There was clapping. Nice. Was I good? Man, I must have been awesome. Later, coworkers would describe me as a "drunken Liza Minelli on 'ludes." Whatever. It was my moment.
THE CROWNING MOMENT
Audrey and Marie (the hippies) were by far the most entertaining candidates.
"Now Audrey," Miss City of Roses 2001 asked during the interview section. "We're all dying to know. What do you do for fun?"
"Well," said Audrey cheerily, "I enjoy going to protests that speak out against the war, and hanging out with my communist roommates!"
In another section, the MC asked Marie about her platform (menstruation)--but alluded to it as "women's health issues."
"I think that women's menstruation is something we do not have enough awareness about," Marie said without blinking. "Women should talk to their partners about their periods, and not feel any shame in doing so."

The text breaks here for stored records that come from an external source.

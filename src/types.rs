//! This module contains types relevant to the Fronius SunSpec data model.

use modular_bitfield::prelude::*;
use strum_macros::{Display, EnumIter};

use crate::error::{Error, Result};

/// The two SunSpec encodings of physical values.
#[derive(Debug, Clone, Copy, PartialEq, Eq, Display)]
pub enum Encoding {
    /// 32-bit IEEE-754 floats, model ids 111-113 and 211-213.
    Float,
    /// 16/32-bit integers paired with a scale factor register, model ids 101-103 and 201-203.
    IntegerScaled,
}

/// The device classes this crate knows how to detect.
#[derive(Debug, Clone, Copy, PartialEq, Eq, Display, EnumIter)]
pub enum Family {
    Inverter,
    Meter,
}

impl Family {
    /// Model ids accepted for this family.
    pub const fn allowed_ids(&self) -> &'static [u16] {
        match self {
            Family::Inverter => &[101, 102, 103, 111, 112, 113],
            Family::Meter => &[201, 202, 203, 211, 212, 213],
        }
    }

    /// Declared block length of the family's model: `[integer, float]`.
    pub const fn block_lengths(&self) -> [u16; 2] {
        match self {
            Family::Inverter => [50, 60],
            Family::Meter => [105, 124],
        }
    }

    /// Block length for the given encoding.
    pub const fn block_length(&self, encoding: Encoding) -> u16 {
        let [int, float] = self.block_lengths();
        match encoding {
            Encoding::IntegerScaled => int,
            Encoding::Float => float,
        }
    }

    /// Classify a model id read from the device.
    ///
    /// The tens digit selects the encoding (`0` integer, otherwise float), the units digit
    /// the number of phases.
    pub fn classify(&self, model_id: u16) -> Result<DeviceIdentity> {
        let allowed = self.allowed_ids();
        if !allowed.contains(&model_id) {
            return Err(Error::UnknownModel {
                received: model_id,
                allowed,
            });
        }

        let encoding = if (model_id / 10) % 10 != 0 {
            Encoding::Float
        } else {
            Encoding::IntegerScaled
        };

        Ok(DeviceIdentity {
            family: *self,
            model_id,
            phase_count: (model_id % 10) as u8,
            encoding,
        })
    }

    /// Check the declared block length against the two known sizes of this family.
    ///
    /// Any of the two is accepted regardless of the encoding implied by the model id.
    pub fn check_block_length(&self, model_id: u16, length: u16) -> Result<()> {
        let expected = self.block_lengths();
        if expected.contains(&length) {
            Ok(())
        } else {
            Err(Error::LengthMismatch {
                model_id,
                received: length,
                expected,
            })
        }
    }
}

/// What detection learnt about a connected device.
#[derive(Debug, Clone, Copy, PartialEq, Eq)]
pub struct DeviceIdentity {
    pub family: Family,
    pub model_id: u16,
    /// 1, 2 or 3.
    pub phase_count: u8,
    pub encoding: Encoding,
}

/// Progress of the detection sequence. Any step may end in [`ValidationState::Invalid`].
#[derive(Debug, Clone, Copy, PartialEq, Eq, Default, Display)]
pub enum ValidationState {
    #[default]
    Unvalidated,
    SignatureChecked,
    CommonRead,
    IdClassified,
    BlockFetched,
    Valid,
    Invalid,
}

/// Selects a per-phase value, or the total over all phases.
#[derive(Debug, Clone, Copy, PartialEq, Eq, EnumIter)]
pub enum Phase {
    Total,
    A,
    B,
    C,
}

impl Phase {
    /// Position in a total/A/B/C register group.
    pub const fn index(&self) -> u16 {
        *self as u16
    }

    /// The phase number this selector needs, `0` for the total.
    pub const fn required_phases(&self) -> u8 {
        *self as u8
    }
}

/// Selects an AC voltage.
#[derive(Debug, Clone, Copy, PartialEq, Eq, EnumIter)]
pub enum Voltage {
    /// Average phase to neutral voltage.
    Average,
    /// Phase A to neutral.
    A,
    /// Phase B to neutral.
    B,
    /// Phase C to neutral.
    C,
    /// Average phase to phase voltage.
    LineAverage,
    /// Phase A to phase B.
    AB,
    /// Phase B to phase C.
    BC,
    /// Phase C to phase A.
    CA,
}

impl Voltage {
    /// The number of phases a device needs to report this voltage.
    pub const fn required_phases(&self) -> u8 {
        match self {
            Voltage::Average | Voltage::A => 1,
            Voltage::B | Voltage::AB | Voltage::LineAverage => 2,
            Voltage::C | Voltage::BC | Voltage::CA => 3,
        }
    }
}

/// Selects a DC measurement: the inverter total or one MPPT input.
#[derive(Debug, Clone, Copy, PartialEq, Eq)]
pub enum DcInput {
    Total,
    /// MPPT input, numbered from 1.
    Mppt(u16),
}

/// Inverter temperature sensors.
#[derive(Debug, Clone, Copy, PartialEq, Eq, EnumIter)]
#[repr(u16)]
pub enum TemperatureSensor {
    Cabinet = 0,
    Heatsink = 1,
    Transformer = 2,
    Other = 3,
}

/// Reactive energy quadrants of a meter.
#[derive(Debug, Clone, Copy, PartialEq, Eq, EnumIter)]
pub enum Quadrant {
    /// Imported, Q1.
    Q1,
    /// Imported, Q2.
    Q2,
    /// Exported, Q3.
    Q3,
    /// Exported, Q4.
    Q4,
}

/// SunSpec inverter operating state (`St`).
#[derive(Debug, Clone, Copy, PartialEq, Eq, Display, EnumIter)]
#[repr(u16)]
pub enum OperatingState {
    Off = 1,
    Sleeping = 2,
    Starting = 3,
    Mppt = 4,
    Throttled = 5,
    ShuttingDown = 6,
    Fault = 7,
    Standby = 8,
}

impl TryFrom<u16> for OperatingState {
    type Error = u16;

    fn try_from(value: u16) -> core::result::Result<Self, Self::Error> {
        use OperatingState as OS;
        match value {
            1 => Ok(OS::Off),
            2 => Ok(OS::Sleeping),
            3 => Ok(OS::Starting),
            4 => Ok(OS::Mppt),
            5 => Ok(OS::Throttled),
            6 => Ok(OS::ShuttingDown),
            7 => Ok(OS::Fault),
            8 => Ok(OS::Standby),
            other => Err(other),
        }
    }
}

/// Fronius vendor operating state (`StVnd`).
#[derive(Debug, Clone, Copy, PartialEq, Eq, Display, EnumIter)]
#[repr(u16)]
pub enum VendorState {
    Off = 1,
    Sleeping = 2,
    Starting = 3,
    Mppt = 4,
    Throttled = 5,
    ShuttingDown = 6,
    Fault = 7,
    Standby = 8,
    /// No SolarNet communication.
    NoSolarNet = 9,
    /// No communication with the inverter.
    NoInverterComm = 10,
    /// Overcurrent detected on the SolarNet plug.
    SolarNetOvercurrent = 11,
    /// Inverter firmware is being updated.
    Updating = 12,
    /// Arc fault circuit interruption event.
    Afci = 13,
}

impl VendorState {
    const MAX_VALUE: u16 = Self::Afci as u16;
}

impl TryFrom<u16> for VendorState {
    type Error = u16;

    fn try_from(value: u16) -> core::result::Result<Self, Self::Error> {
        use VendorState as VS;
        if value == 0 || value > Self::MAX_VALUE {
            return Err(value);
        }
        Ok(match value {
            1 => VS::Off,
            2 => VS::Sleeping,
            3 => VS::Starting,
            4 => VS::Mppt,
            5 => VS::Throttled,
            6 => VS::ShuttingDown,
            7 => VS::Fault,
            8 => VS::Standby,
            9 => VS::NoSolarNet,
            10 => VS::NoInverterComm,
            11 => VS::SolarNetOvercurrent,
            12 => VS::Updating,
            _ => VS::Afci,
        })
    }
}

/// Charge status of a storage block (`ChaSt`).
#[derive(Debug, Clone, Copy, PartialEq, Eq, Display, EnumIter)]
#[repr(u16)]
pub enum ChargeStatus {
    Off = 1,
    Empty = 2,
    Discharging = 3,
    Charging = 4,
    Full = 5,
    Holding = 6,
    Testing = 7,
}

impl TryFrom<u16> for ChargeStatus {
    type Error = u16;

    fn try_from(value: u16) -> core::result::Result<Self, Self::Error> {
        use ChargeStatus as CS;
        match value {
            1 => Ok(CS::Off),
            2 => Ok(CS::Empty),
            3 => Ok(CS::Discharging),
            4 => Ok(CS::Charging),
            5 => Ok(CS::Full),
            6 => Ok(CS::Holding),
            7 => Ok(CS::Testing),
            other => Err(other),
        }
    }
}

/// Inverter event flags (`Evt1`).
#[bitfield]
#[derive(Debug, Clone, Copy, PartialEq, Eq)]
pub struct InverterEvents {
    pub ground_fault: bool,
    pub dc_over_voltage: bool,
    pub ac_disconnect: bool,
    pub dc_disconnect: bool,
    pub grid_disconnect: bool,
    pub cabinet_open: bool,
    pub manual_shutdown: bool,
    pub over_temperature: bool,
    pub over_frequency: bool,
    pub under_frequency: bool,
    pub ac_over_voltage: bool,
    pub ac_under_voltage: bool,
    pub blown_string_fuse: bool,
    pub under_temperature: bool,
    pub memory_loss: bool,
    pub hw_test_failure: bool,
    #[skip]
    __: B16,
}

impl From<u32> for InverterEvents {
    fn from(value: u32) -> Self {
        Self::from_bytes(value.to_le_bytes())
    }
}

impl InverterEvents {
    /// Whether no event flag is set.
    pub fn is_clear(&self) -> bool {
        u32::from_le_bytes(self.into_bytes()) == 0
    }
}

"Thank you, Audrey!" yelled the MC.
While, competitively speaking, I wanted to win, I didn't really want to win. If I did, I'd have to spend a year hosting Miss Portland events, not to mention the fact I would have to compete again in the Miss Oregon contest in June. By the time the winners were announced, I was bored out of my mind from waiting, and simultaneously terrified and delighted at the thought of winning.
"And now, the next Miss City of Roses is "

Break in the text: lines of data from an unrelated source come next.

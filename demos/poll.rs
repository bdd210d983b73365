use std::{path::PathBuf, thread, time::Duration};

use clap::{Parser, ValueEnum};
use inquire::Select;
use log::{error, info};

use fronius_sunspec::{
    backoff::{Backoff, retry_when},
    config::Config,
    device::Device,
    error::{Error, Result},
    inverter::Inverter,
    meter::Meter,
    transport::{self, Link, ModbusClient},
    types::{DcInput, Phase, Voltage},
};

// How many times to try connecting and validating before giving up.
const ATTEMPTS: u32 = 5;

#[derive(Clone, Copy, Debug, ValueEnum)]
enum Kind {
    Inverter,
    Meter,
}

/// Poll a Fronius inverter or smart meter over SunSpec Modbus.
#[derive(Parser, Debug)]
#[command(version)]
struct Args {
    /// YAML config file. Other connection options are ignored when given.
    #[arg(short, long)]
    config: Option<PathBuf>,

    /// Device class to detect.
    #[arg(short, long, value_enum, default_value_t = Kind::Inverter)]
    kind: Kind,

    /// Modbus TCP host. Modbus RTU is used when omitted.
    #[arg(long)]
    host: Option<String>,

    #[arg(long, default_value_t = 502)]
    port: u32,

    /// Serial device. Prompted for when using RTU without one.
    #[arg(long)]
    device: Option<String>,

    #[arg(long, default_value_t = 9600)]
    baud: u32,

    #[arg(long, default_value_t = 1)]
    slave_id: u8,

    /// Seconds between polls.
    #[arg(short, long, default_value_t = 5)]
    interval: u64,

    /// Stop after this many polls.
    #[arg(short = 'n', long)]
    count: Option<u64>,

    /// Trace raw Modbus frames.
    #[arg(long)]
    debug: bool,
}

fn select_serial_port() -> String {
    let ports = serialport::available_ports().expect("Failed to enumerate serial ports");
    if ports.is_empty() {
        eprintln!("No serial ports found!");
        std::process::exit(1);
    }
    let port_names: Vec<String> = ports.iter().map(|p| p.port_name.clone()).collect();
    Select::new("Select a serial port:", port_names)
        .prompt()
        .expect("Failed to select port")
}

fn load_config(args: &Args) -> Config {
    if let Some(path) = &args.config {
        return Config::from_file(path).expect("Invalid config file");
    }

    let use_tcp = args.host.is_some();
    let device = match (&args.device, use_tcp) {
        (Some(device), _) => device.clone(),
        (None, false) => select_serial_port(),
        (None, true) => String::new(),
    };
    let config = Config {
        use_tcp,
        host: args.host.clone().unwrap_or_default(),
        port: args.port,
        device,
        baud: args.baud,
        slave_id: args.slave_id,
        debug: args.debug,
        ..Config::default()
    };
    config.validate().expect("Invalid options");
    config
}

fn sleep(delay: fugit::MicrosDurationU64) {
    thread::sleep(Duration::from_micros(delay.to_micros()));
}

/// Connect and run detection, reconnecting after link failures.
///
/// A timeout while reading the common model loses the session, so each attempt opens a
/// fresh connection.
fn open<D: Device<Transport = ModbusClient<Link>>>(
    config: &Config,
    backoff: &mut Backoff,
    new: impl Fn(ModbusClient<Link>) -> D,
) -> Result<D> {
    retry_when(
        backoff,
        ATTEMPTS,
        || {
            let mut device = new(transport::connect(config)?);
            device.validate()?;
            Ok(device)
        },
        sleep,
        Error::is_reconnectable,
    )
}

fn print_inverter(inverter: &Inverter<ModbusClient<Link>>) -> Result<()> {
    println!(
        "AC {:.1} W, {:.2} A, {:.1} V, {:.2} Hz | DC {:.1} W, {:.1} V | {} Wh | {}",
        inverter.ac_power()?,
        inverter.ac_current(Phase::Total)?,
        inverter.ac_voltage(Voltage::A)?,
        inverter.frequency()?,
        inverter.dc_power(DcInput::Total)?,
        inverter.dc_voltage(DcInput::Total)?,
        inverter.lifetime_energy()?,
        inverter.vendor_state()?,
    );
    for input in 1..=2 {
        if let Ok(power) = inverter.dc_power(DcInput::Mppt(input)) {
            println!("  MPPT {}: {:.1} W", input, power);
        }
    }
    if inverter.has_storage()? {
        println!(
            "  Battery {:.1} % ({})",
            inverter.state_of_charge()?,
            inverter.charge_status()?
        );
    }
    Ok(())
}

fn print_meter(meter: &Meter<ModbusClient<Link>>) -> Result<()> {
    println!(
        "{:.1} W, {:.2} A, {:.1} V, {:.2} Hz | imported {} Wh, exported {} Wh",
        meter.power(Phase::Total)?,
        meter.current(Phase::Total)?,
        meter.voltage(Voltage::Average)?,
        meter.frequency()?,
        meter.energy_imported(Phase::Total)?,
        meter.energy_exported(Phase::Total)?,
    );
    Ok(())
}

fn poll<D: Device<Transport = ModbusClient<Link>>>(
    args: &Args,
    config: &Config,
    new: impl Fn(ModbusClient<Link>) -> D,
    print: impl Fn(&D) -> Result<()>,
) -> Result<()> {
    let mut backoff = Backoff::from_config(config);
    let mut device = open(config, &mut backoff, &new)?;
    info!(
        "Connected to {} {} (serial {})",
        device.manufacturer()?,
        device.model()?,
        device.serial_number()?
    );

    let mut polls = 0;
    loop {
        if let Err(err) = print(&device) {
            error!("Decode failed: {}", err);
        }
        polls += 1;
        if args.count.is_some_and(|count| polls >= count) {
            return Ok(());
        }
        thread::sleep(Duration::from_secs(args.interval));

        if let Err(err) = device.refresh() {
            if !err.is_reconnectable() {
                return Err(err);
            }
            error!("Refresh failed, reconnecting: {}", err);
            device = open(config, &mut backoff, &new)?;
        }
    }
}

fn main() {
    env_logger::Builder::from_env(env_logger::Env::default().default_filter_or("info")).init();
    let args = Args::parse();
    let config = load_config(&args);

    let result = match args.kind {
        Kind::Inverter => poll(&args, &config, Inverter::new, print_inverter),
        Kind::Meter => poll(&args, &config, Meter::new, print_meter),
    };
    if let Err(err) = result {
        let severity = if err.is_transient() { "transient" } else { "fatal" };
        eprintln!("{} ({}): {}", err.code(), severity, err);
        std::process::exit(1);
    }
}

I waited, trying to smile.
She was the Kirsten Dunst look-alike, and rushed forth and ducked down, as we had been instructed to if we won, bowing so the crown could be pinned on her head. I wasn't surprised. Shontina's talent had not only been a sign language interpretation of an Alan Jackson song, but she dedicated it to the victims of September 11, AND her platform was helping kids learn to read. She looked like a movie star and had been in countless pageants. She knew her shit and probably had a very good answer to the question "What do you like most about Portland?"
But there was one more winner to be announced, as two people go on to the Miss Oregon contest.
"And Miss Portland, 2002, is Tyrene Bada!"
Again, I wasn't surprised. Tyrene had a tremendous voice, and seemed really committed to her platform: Music Education in Elementary Schools. There was chaos, crying, hugging, and a few devastated looks. All of us--the losers--were ushered backward behind the judges, as praise and hugs rained down upon the winners. Audrey and I looked at each other and hugged. It seemed like the thing to do.
I rushed backstage to change and leave as quickly as possible--I needed to go home and start getting drunk. As I did, I heard Audrey's voice and some yelling going on behind me. Audrey was being escorted out quickly by one of the coaches, and yelling to Marie to bring her stuff.
"What's going on?" I asked Marie, both of us topless in the dressing room.
"Oh," Marie laughed nonchalantly. "Audrey just got kicked out. She mooned the audience as we were walking offstage."